(Dataset entries)
= = = = =
//! Relay wire format.
//!
//! ```text
//! { "action": "SDP_OFFER" | "SDP_ANSWER" | "ICE_CANDIDATE",
//!   "recipientClientId": "..."?, "senderClientId": "..."?,
//!   "messagePayload": base64(inner json) }
//! ```
//!
//! Inner payloads are `{"type","sdp"}` for descriptions and
//! `{"candidate","sdpMid","sdpMLineIndex"}` for candidates.

mod envelope;
mod error;

pub use error::DecodeError;

use base64::Engine;
use base64::engine::general_purpose::STANDARD;
use serde::Serialize;

use crate::model::{IceCandidate, NegotiationMessage, PeerIdentity, SdpKind};
use envelope::{
    CandidatePayload, Envelope, ICE_CANDIDATE, SDP_ANSWER, SDP_OFFER, SessionDescriptionPayload,
};

pub fn encode(msg: &NegotiationMessage) -> String {
    let envelope = match msg {
        NegotiationMessage::Offer { sdp, sender_id } => Envelope {
            action: Some(SDP_OFFER.to_owned()),
            recipient_client_id: None,
            sender_client_id: Some(sender_id.to_string()),
            message_payload: Some(pack(&description(SdpKind::Offer, sdp))),
        },
        NegotiationMessage::Answer { sdp, recipient_id } => Envelope {
            action: Some(SDP_ANSWER.to_owned()),
            recipient_client_id: recipient_id.as_ref().map(ToString::to_string),
            sender_client_id: None,
            message_payload: Some(pack(&description(SdpKind::Answer, sdp))),
        },
        NegotiationMessage::Candidate {
            candidate,
            recipient_id,
            sender_id,
            ..
        } => Envelope {
            action: Some(ICE_CANDIDATE.to_owned()),
            recipient_client_id: recipient_id.as_ref().map(ToString::to_string),
            sender_client_id: sender_id.as_ref().map(ToString::to_string),
            message_payload: Some(pack(&CandidatePayload {
                candidate: Some(candidate.candidate.clone()),
                sdp_mid: Some(candidate.sdp_mid.clone()),
                sdp_m_line_index: Some(candidate.sdp_m_line_index),
            })),
        },
    };

    // Envelope only holds strings; serialization cannot fail.
    serde_json::to_string(&envelope).unwrap_or_default()
}

pub fn decode(text: &str) -> Result<NegotiationMessage, DecodeError> {
    let envelope: Envelope = serde_json::from_str(text.trim())
        .map_err(|e| DecodeError::MalformedEnvelope(e.to_string()))?;

    let action = envelope.action.ok_or(DecodeError::MissingField("action"))?;
    let recipient_id = non_empty(envelope.recipient_client_id);
    let sender_id = non_empty(envelope.sender_client_id);

    match action.as_str() {
        SDP_OFFER | SDP_ANSWER | ICE_CANDIDATE => {}
        _ => return Err(DecodeError::UnknownAction(action)),
    }

    let payload = envelope
        .message_payload
        .ok_or(DecodeError::MissingField("messagePayload"))?;
    let inner = unpack(&payload)?;

    match action.as_str() {
        SDP_OFFER => {
            let sdp = session_description(&inner, SdpKind::Offer)?;
            let sender_id = sender_id.ok_or(DecodeError::MissingField("senderClientId"))?;
            Ok(NegotiationMessage::Offer { sdp, sender_id })
        }
        SDP_ANSWER => {
            let sdp = session_description(&inner, SdpKind::Answer)?;
            Ok(NegotiationMessage::Answer { sdp, recipient_id })
        }
        _ => {
            let payload: CandidatePayload = serde_json::from_slice(&inner)
                .map_err(|e| DecodeError::MalformedPayload(e.to_string()))?;
            let candidate = IceCandidate {
                candidate: payload.candidate.ok_or(DecodeError::MissingField("candidate"))?,
                sdp_mid: payload.sdp_mid.ok_or(DecodeError::MissingField("sdpMid"))?,
                sdp_m_line_index: payload
                    .sdp_m_line_index
                    .ok_or(DecodeError::MissingField("sdpMLineIndex"))?,
            };
            Ok(NegotiationMessage::Candidate {
                candidate,
                is_master: recipient_id.is_some(),
                recipient_id,
                sender_id,
            })
        }
    }
}

fn description(kind: SdpKind, sdp: &str) -> SessionDescriptionPayload {
    SessionDescriptionPayload {
        kind: Some(kind.to_string()),
        sdp: Some(sdp.to_owned()),
    }
}

fn session_description(inner: &[u8], expected: SdpKind) -> Result<String, DecodeError> {
    let payload: SessionDescriptionPayload = serde_json::from_slice(inner)
        .map_err(|e| DecodeError::MalformedPayload(e.to_string()))?;

    if let Some(kind) = payload.kind.as_deref() {
        if kind != expected.to_string() {
            return Err(DecodeError::MalformedPayload(format!(
                "expected {expected} description, got `{kind}`"
            )));
        }
    }

    payload.sdp.ok_or(DecodeError::MissingField("sdp"))
}

fn pack<T: Serialize>(inner: &T) -> String {
    let json = serde_json::to_vec(inner).unwrap_or_default();
    STANDARD.encode(json)
}

fn unpack(payload: &str) -> Result<Vec<u8>, DecodeError> {
    STANDARD
        .decode(payload.trim())
        .map_err(|e| DecodeError::MalformedPayload(e.to_string()))
}

fn non_empty(id: Option<String>) -> Option<PeerIdentity> {
    id.filter(|s| !s.is_empty()).map(PeerIdentity::from)
}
= = = = =
### ABOUT THIS EXERCISE
Up to and including the line with "for descriptions and", please return the records exactly, beginning from their first line.

### YOUR SOLUTION
//! Relay wire format.
//!
//! ```text
//! { "action": "SDP_OFFER" | "SDP_ANSWER" | "ICE_CANDIDATE",
//!   "recipientClientId": "..."?, "senderClientId": "..."?,
//!   "messagePayload": base64(inner json) }
//! ```
//!
//! Inner payloads are `{"type","sdp"}` for descriptions and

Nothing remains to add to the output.